[Source records]
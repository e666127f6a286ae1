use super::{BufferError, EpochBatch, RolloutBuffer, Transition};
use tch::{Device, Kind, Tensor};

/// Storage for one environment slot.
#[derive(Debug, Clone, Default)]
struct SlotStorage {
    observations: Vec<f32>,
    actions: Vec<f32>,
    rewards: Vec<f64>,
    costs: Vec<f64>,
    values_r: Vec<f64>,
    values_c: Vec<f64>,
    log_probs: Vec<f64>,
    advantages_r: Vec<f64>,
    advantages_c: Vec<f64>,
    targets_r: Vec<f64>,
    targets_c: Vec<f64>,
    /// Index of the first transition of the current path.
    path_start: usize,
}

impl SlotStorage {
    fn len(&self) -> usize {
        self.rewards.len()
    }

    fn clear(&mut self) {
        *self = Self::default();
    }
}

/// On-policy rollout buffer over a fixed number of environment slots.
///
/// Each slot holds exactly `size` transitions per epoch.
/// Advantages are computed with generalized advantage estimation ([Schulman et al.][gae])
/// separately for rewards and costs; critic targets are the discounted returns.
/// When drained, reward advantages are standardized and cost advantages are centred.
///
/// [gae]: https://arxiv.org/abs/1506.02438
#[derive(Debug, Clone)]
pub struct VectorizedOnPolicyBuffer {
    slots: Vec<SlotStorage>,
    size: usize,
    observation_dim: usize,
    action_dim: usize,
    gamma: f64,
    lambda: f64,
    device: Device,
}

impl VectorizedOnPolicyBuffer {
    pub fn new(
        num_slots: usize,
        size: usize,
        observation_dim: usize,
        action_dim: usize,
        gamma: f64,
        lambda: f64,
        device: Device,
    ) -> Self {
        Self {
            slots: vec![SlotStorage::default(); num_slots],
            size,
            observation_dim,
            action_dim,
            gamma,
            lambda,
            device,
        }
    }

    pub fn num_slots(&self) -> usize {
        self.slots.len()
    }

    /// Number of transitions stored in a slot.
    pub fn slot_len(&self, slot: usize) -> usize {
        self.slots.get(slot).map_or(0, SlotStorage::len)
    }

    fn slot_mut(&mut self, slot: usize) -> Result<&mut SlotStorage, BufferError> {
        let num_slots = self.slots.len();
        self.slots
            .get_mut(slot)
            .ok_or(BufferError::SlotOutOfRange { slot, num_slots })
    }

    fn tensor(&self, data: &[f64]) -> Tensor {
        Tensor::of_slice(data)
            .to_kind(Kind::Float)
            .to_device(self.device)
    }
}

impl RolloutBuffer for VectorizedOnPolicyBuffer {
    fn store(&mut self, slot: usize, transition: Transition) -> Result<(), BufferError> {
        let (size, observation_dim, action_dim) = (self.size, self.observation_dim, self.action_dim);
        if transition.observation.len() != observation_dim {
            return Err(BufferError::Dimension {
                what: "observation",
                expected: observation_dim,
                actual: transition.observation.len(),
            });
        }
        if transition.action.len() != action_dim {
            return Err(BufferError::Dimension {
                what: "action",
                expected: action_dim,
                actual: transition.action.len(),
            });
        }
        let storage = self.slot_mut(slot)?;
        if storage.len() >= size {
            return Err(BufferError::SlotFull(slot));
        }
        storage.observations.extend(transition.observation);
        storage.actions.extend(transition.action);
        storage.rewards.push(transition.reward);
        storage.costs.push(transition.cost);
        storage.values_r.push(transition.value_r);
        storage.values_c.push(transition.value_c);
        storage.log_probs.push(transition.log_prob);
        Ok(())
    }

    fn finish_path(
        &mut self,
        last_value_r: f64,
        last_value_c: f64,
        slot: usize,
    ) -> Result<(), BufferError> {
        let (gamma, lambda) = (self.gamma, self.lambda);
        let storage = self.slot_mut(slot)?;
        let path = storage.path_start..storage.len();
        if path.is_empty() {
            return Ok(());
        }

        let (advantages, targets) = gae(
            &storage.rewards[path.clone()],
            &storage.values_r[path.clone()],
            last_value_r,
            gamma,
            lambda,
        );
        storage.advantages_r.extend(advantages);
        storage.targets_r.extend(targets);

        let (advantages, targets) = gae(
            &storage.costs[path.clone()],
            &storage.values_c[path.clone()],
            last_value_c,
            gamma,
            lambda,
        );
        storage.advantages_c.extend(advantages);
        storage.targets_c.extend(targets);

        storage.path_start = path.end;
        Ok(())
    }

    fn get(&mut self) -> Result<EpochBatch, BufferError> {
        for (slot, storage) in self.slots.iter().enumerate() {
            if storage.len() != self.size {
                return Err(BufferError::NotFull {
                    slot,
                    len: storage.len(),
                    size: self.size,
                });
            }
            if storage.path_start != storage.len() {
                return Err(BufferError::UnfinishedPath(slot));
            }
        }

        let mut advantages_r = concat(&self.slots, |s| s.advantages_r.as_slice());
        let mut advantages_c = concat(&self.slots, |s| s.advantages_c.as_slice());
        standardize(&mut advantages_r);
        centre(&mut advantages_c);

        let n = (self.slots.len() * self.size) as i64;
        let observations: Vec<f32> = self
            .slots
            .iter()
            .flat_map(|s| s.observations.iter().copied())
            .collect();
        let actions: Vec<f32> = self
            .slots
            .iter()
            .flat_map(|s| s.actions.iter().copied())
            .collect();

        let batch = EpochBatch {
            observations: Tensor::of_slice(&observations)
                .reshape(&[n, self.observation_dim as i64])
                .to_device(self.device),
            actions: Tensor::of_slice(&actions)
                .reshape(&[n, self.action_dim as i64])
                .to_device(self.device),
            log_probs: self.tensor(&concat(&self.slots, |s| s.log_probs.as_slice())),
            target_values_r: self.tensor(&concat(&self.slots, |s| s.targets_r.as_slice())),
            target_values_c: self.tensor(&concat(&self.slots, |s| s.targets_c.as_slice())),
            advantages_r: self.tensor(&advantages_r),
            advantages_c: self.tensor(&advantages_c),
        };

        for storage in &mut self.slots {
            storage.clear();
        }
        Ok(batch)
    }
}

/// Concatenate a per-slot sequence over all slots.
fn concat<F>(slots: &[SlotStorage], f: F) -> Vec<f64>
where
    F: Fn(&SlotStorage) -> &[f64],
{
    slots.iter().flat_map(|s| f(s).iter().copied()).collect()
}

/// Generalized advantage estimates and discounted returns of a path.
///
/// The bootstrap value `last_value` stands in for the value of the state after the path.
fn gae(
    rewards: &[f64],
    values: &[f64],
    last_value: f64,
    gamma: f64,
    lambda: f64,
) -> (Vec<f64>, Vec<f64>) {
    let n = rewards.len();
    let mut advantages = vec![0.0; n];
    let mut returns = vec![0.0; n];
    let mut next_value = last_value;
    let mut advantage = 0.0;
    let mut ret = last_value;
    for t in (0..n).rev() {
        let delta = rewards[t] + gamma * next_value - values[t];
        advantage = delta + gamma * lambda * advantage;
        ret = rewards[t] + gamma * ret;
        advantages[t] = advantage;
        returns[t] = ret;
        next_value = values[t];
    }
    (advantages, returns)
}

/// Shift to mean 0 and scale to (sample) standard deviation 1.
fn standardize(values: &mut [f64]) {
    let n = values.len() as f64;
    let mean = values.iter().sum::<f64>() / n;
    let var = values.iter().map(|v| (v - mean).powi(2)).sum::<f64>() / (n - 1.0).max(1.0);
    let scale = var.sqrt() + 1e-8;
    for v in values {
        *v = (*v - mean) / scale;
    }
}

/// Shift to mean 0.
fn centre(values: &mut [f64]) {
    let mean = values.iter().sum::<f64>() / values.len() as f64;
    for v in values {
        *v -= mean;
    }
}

**WHAT THE TASK REQUIRES:** Out of the preceding entries, pull each line that contains the word "discounted".

**SOLUTION FOR THIS PROBLEM:**
/// separately for rewards and costs; critic targets are the discounted returns.
/// Generalized advantage estimates and discounted returns of a path.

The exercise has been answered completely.